### AIM OF THE TASK
Report all lines of the records that contain "TestServer".

**** RECORDED DATA ****

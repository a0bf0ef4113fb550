mod app;
mod cli;
mod config;
mod http;
mod logging;
mod notify;
mod paths;
mod seen;
mod twitch;

#[cfg(test)]
mod test_support;

use anyhow::Result;
use clap::Parser;

fn main() -> Result<()> {
    let cli = cli::Cli::parse();
    logging::init_logging(cli.log_format)?;
    app::run(cli)
}
use std::collections::VecDeque;
use std::io::{Read, Write};
use std::net::{TcpListener, TcpStream};
use std::sync::mpsc;
use std::sync::{Arc, Mutex};
use std::time::Duration;

#[derive(Debug, Clone)]
pub(crate) enum Behavior {
    Respond(u16, String),
    DelayRespond(Duration, u16, String),
}

#[derive(Debug, Clone)]
struct Route {
    path: Option<String>,
    behavior: Behavior,
}

#[derive(Debug, Clone)]
pub(crate) struct RecordedRequest {
    pub(crate) method: String,
    pub(crate) target: String,
    pub(crate) headers: Vec<(String, String)>,
    pub(crate) body: String,
}

impl RecordedRequest {
    pub(crate) fn path(&self) -> &str {
        self.target.split('?').next().unwrap_or_default()
    }

    pub(crate) fn header(&self, name: &str) -> Option<&str> {
        self.headers
            .iter()
            .find(|(key, _)| key.eq_ignore_ascii_case(name))
            .map(|(_, value)| value.as_str())
    }

    pub(crate) fn query_param(&self, key: &str) -> Option<String> {
        let parsed = url::Url::parse(&format!("http://test.local{}", self.target)).ok()?;
        parsed
            .query_pairs()
            .find(|(name, _)| name == key)
            .map(|(_, value)| value.into_owned())
    }
}

#[derive(Debug)]
pub(crate) struct TestServer {
    pub(crate) base_url: String,
    requests: Arc<Mutex<Vec<RecordedRequest>>>,
    shutdown_tx: mpsc::Sender<()>,
    join_handle: Option<std::thread::JoinHandle<()>>,
}

impl TestServer {
    // Replies in order, whatever path is requested.
    pub(crate) fn spawn(behaviors: Vec<Behavior>) -> Self {
        let routes = behaviors
            .into_iter()
            .map(|behavior| Route {
                path: None,
                behavior,
            })
            .collect();
        Self::start(routes)
    }

    pub(crate) fn routed(routes: Vec<(&str, Behavior)>) -> Self {
        let routes = routes
            .into_iter()
            .map(|(path, behavior)| Route {
                path: Some(path.to_string()),
                behavior,
            })
            .collect();
        Self::start(routes)
    }

    fn start(routes: VecDeque<Route>) -> Self {
        let listener = TcpListener::bind(("127.0.0.1", 0)).expect("bind test server");
        listener.set_nonblocking(true).expect("set nonblocking");
        let addr = listener.local_addr().expect("local addr");

        let requests = Arc::new(Mutex::new(Vec::new()));
        let requests_clone = Arc::clone(&requests);
        let shared_routes = Arc::new(Mutex::new(routes));
        let (shutdown_tx, shutdown_rx) = mpsc::channel::<()>();

        let join_handle = std::thread::spawn(move || {
            loop {
                if shutdown_rx.try_recv().is_ok() {
                    break;
                }

                match listener.accept() {
                    Ok((mut stream, _)) => {
                        let requests = Arc::clone(&requests_clone);
                        let routes = Arc::clone(&shared_routes);
                        std::thread::spawn(move || {
                            let _ = stream.set_nonblocking(false);
                            let Ok(request) = read_request(&mut stream) else {
                                return;
                            };
                            let behavior = next_behavior(&routes, request.path());
                            requests.lock().expect("lock requests").push(request);
                            serve_behavior(&mut stream, behavior);
                        });
                    }
                    Err(err) if err.kind() == std::io::ErrorKind::WouldBlock => {
                        std::thread::sleep(Duration::from_millis(5));
                    }
                    Err(_) => break,
                }
            }
        });

        Self {
            base_url: format!("http://{addr}"),
            requests,
            shutdown_tx,
            join_handle: Some(join_handle),
        }
    }

    pub(crate) fn request_count(&self) -> usize {
        self.requests.lock().expect("lock requests").len()
    }

    pub(crate) fn requests(&self) -> Vec<RecordedRequest> {
        self.requests.lock().expect("lock requests").clone()
    }

    pub(crate) fn requests_to(&self, path: &str) -> Vec<RecordedRequest> {
        self.requests()
            .into_iter()
            .filter(|request| request.path() == path)
            .collect()
    }
}

impl Drop for TestServer {
    fn drop(&mut self) {
        let _ = self.shutdown_tx.send(());
        if let Some(handle) = self.join_handle.take() {
            let _ = handle.join();
        }
    }
}

fn next_behavior(routes: &Mutex<VecDeque<Route>>, path: &str) -> Behavior {
    let mut queue = routes.lock().expect("lock routes");
    let position = queue
        .iter()
        .position(|route| route.path.as_deref().is_none_or(|expected| expected == path));
    position
        .and_then(|idx| queue.remove(idx))
        .map(|route| route.behavior)
        .unwrap_or_else(|| Behavior::Respond(200, "default-ok".to_string()))
}

fn read_request(stream: &mut TcpStream) -> std::io::Result<RecordedRequest> {
    stream.set_read_timeout(Some(Duration::from_millis(500)))?;
    let mut buf = [0_u8; 1024];
    let mut data = Vec::new();
    let header_end = loop {
        if let Some(pos) = data.windows(4).position(|window| window == b"\r\n\r\n") {
            break pos + 4;
        }
        match stream.read(&mut buf) {
            Ok(0) => break data.len(),
            Ok(read) => data.extend_from_slice(&buf[..read]),
            Err(err)
                if err.kind() == std::io::ErrorKind::WouldBlock
                    || err.kind() == std::io::ErrorKind::TimedOut =>
            {
                break data.len();
            }
            Err(err) => return Err(err),
        }
    };

    let head = String::from_utf8_lossy(&data[..header_end]).to_string();
    let mut lines = head.split("\r\n");
    let mut request_line = lines.next().unwrap_or_default().split_whitespace();
    let method = request_line.next().unwrap_or_default().to_string();
    let target = request_line.next().unwrap_or_default().to_string();
    let headers = lines
        .filter_map(|line| line.split_once(':'))
        .map(|(key, value)| (key.trim().to_string(), value.trim().to_string()))
        .collect::<Vec<_>>();

    let content_length = headers
        .iter()
        .find(|(key, _)| key.eq_ignore_ascii_case("content-length"))
        .and_then(|(_, value)| value.parse::<usize>().ok())
        .unwrap_or(0);
    let mut body = data[header_end..].to_vec();
    while body.len() < content_length {
        match stream.read(&mut buf) {
            Ok(0) => break,
            Ok(read) => body.extend_from_slice(&buf[..read]),
            Err(_) => break,
        }
    }

    Ok(RecordedRequest {
        method,
        target,
        headers,
        body: String::from_utf8_lossy(&body).to_string(),
    })
}

fn reason_phrase(status: u16) -> &'static str {
    match status {
        200 => "OK",
        204 => "No Content",
        400 => "Bad Request",
        401 => "Unauthorized",
        404 => "Not Found",
        408 => "Request Timeout",
        429 => "Too Many Requests",
        500 => "Internal Server Error",
        503 => "Service Unavailable",
        _ => "Status",
    }
}

fn serve_behavior(stream: &mut TcpStream, behavior: Behavior) {
    match behavior {
        Behavior::Respond(status, body) => {
            let _ = write_response(stream, status, &body);
        }
        Behavior::DelayRespond(delay, status, body) => {
            std::thread::sleep(delay);
            let _ = write_response(stream, status, &body);
        }
    }
}

fn write_response(stream: &mut TcpStream, status: u16, body: &str) -> std::io::Result<()> {
    let reason = reason_phrase(status);
    let payload = body.as_bytes();
    write!(
        stream,
        "HTTP/1.1 {status} {reason}\r\nContent-Type: application/json\r\nContent-Length: {}\r\nConnection: close\r\n\r\n",
        payload.len()
    )?;
    stream.write_all(payload)?;
    stream.flush()
}

pub(crate) fn closed_port_url() -> String {
    let listener = TcpListener::bind(("127.0.0.1", 0)).expect("bind scratch port");
    let addr = listener.local_addr().expect("local addr");
    drop(listener);
    format!("http://{addr}")
}

pub(crate) fn ok(body: &str) -> Behavior {
    Behavior::Respond(200, body.to_string())
}

pub(crate) fn status(code: u16, body: &str) -> Behavior {
    Behavior::Respond(code, body.to_string())
}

****

### SOLUTION FOR THIS TASK
pub(crate) struct TestServer {
impl TestServer {
impl Drop for TestServer {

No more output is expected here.